Saved data entries:
━━━━━━━━━━━━━━━━━━━━━━━━━━━━━━

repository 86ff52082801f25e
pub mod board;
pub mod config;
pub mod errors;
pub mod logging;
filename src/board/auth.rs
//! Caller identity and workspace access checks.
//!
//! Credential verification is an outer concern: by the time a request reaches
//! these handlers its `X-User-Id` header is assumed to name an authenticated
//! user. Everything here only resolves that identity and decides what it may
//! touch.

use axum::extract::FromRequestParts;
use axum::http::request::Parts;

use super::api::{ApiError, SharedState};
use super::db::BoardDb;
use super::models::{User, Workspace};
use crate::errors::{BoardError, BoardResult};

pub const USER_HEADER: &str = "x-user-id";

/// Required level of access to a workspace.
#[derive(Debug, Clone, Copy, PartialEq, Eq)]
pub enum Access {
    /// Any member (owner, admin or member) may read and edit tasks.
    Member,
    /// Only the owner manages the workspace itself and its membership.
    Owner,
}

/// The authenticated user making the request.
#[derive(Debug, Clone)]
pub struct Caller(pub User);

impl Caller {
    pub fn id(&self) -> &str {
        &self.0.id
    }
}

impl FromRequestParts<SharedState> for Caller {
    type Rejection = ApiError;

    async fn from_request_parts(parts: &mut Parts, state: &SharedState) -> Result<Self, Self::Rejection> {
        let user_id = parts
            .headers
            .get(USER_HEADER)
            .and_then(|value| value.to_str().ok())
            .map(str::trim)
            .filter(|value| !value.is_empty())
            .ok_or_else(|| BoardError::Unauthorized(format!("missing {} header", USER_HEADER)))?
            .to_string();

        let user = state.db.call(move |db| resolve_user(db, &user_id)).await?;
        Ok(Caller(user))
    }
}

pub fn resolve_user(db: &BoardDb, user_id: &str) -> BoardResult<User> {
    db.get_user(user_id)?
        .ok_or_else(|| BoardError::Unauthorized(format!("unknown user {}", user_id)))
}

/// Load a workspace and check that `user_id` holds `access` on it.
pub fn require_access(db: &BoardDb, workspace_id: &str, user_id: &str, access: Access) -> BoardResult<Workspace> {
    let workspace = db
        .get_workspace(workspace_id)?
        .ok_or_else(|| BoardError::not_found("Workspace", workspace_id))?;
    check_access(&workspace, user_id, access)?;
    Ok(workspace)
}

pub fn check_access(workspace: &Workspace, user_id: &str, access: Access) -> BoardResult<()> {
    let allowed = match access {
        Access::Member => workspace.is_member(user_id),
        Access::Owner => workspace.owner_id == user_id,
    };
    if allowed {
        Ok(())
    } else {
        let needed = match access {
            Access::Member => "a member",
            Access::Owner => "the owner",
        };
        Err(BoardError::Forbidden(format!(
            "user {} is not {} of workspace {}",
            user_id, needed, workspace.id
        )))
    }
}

━━━━━━━━━━━━━━━━━━━━━━━━━━━━━━

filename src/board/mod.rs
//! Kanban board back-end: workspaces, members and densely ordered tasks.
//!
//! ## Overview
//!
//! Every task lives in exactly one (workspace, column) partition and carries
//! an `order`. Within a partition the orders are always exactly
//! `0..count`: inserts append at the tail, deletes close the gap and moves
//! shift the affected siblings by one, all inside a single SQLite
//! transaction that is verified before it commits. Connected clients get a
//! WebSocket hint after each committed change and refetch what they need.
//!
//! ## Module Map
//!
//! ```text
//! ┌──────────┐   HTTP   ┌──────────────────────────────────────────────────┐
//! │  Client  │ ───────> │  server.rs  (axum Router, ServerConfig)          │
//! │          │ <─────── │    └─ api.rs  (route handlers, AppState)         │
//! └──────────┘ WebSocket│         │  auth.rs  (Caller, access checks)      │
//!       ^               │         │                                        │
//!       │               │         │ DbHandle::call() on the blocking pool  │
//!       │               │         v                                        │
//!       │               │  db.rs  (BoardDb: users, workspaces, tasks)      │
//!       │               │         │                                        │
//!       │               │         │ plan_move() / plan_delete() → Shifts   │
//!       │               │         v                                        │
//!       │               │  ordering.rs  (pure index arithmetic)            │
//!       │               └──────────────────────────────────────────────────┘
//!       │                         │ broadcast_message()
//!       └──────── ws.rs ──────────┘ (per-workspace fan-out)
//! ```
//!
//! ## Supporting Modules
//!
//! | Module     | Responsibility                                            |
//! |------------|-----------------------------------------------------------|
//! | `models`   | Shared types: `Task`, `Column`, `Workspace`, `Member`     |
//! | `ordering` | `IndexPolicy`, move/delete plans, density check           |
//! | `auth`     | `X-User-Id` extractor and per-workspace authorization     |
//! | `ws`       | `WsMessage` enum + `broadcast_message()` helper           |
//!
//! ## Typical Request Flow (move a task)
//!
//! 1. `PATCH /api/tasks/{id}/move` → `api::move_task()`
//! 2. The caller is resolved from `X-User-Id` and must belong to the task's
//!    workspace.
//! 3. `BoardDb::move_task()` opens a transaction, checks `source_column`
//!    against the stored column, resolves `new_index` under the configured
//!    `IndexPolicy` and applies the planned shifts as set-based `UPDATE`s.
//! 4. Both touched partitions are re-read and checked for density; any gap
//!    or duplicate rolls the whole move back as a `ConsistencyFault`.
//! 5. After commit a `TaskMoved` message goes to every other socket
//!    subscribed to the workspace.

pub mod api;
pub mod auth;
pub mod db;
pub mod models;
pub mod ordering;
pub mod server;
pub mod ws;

━━━━━━━━━━━━━━━━━━━━━━━━━━━━━━

Your reply should be the number of lines in the entries that contain "transaction", nothing more.

▸ ANSWER: 2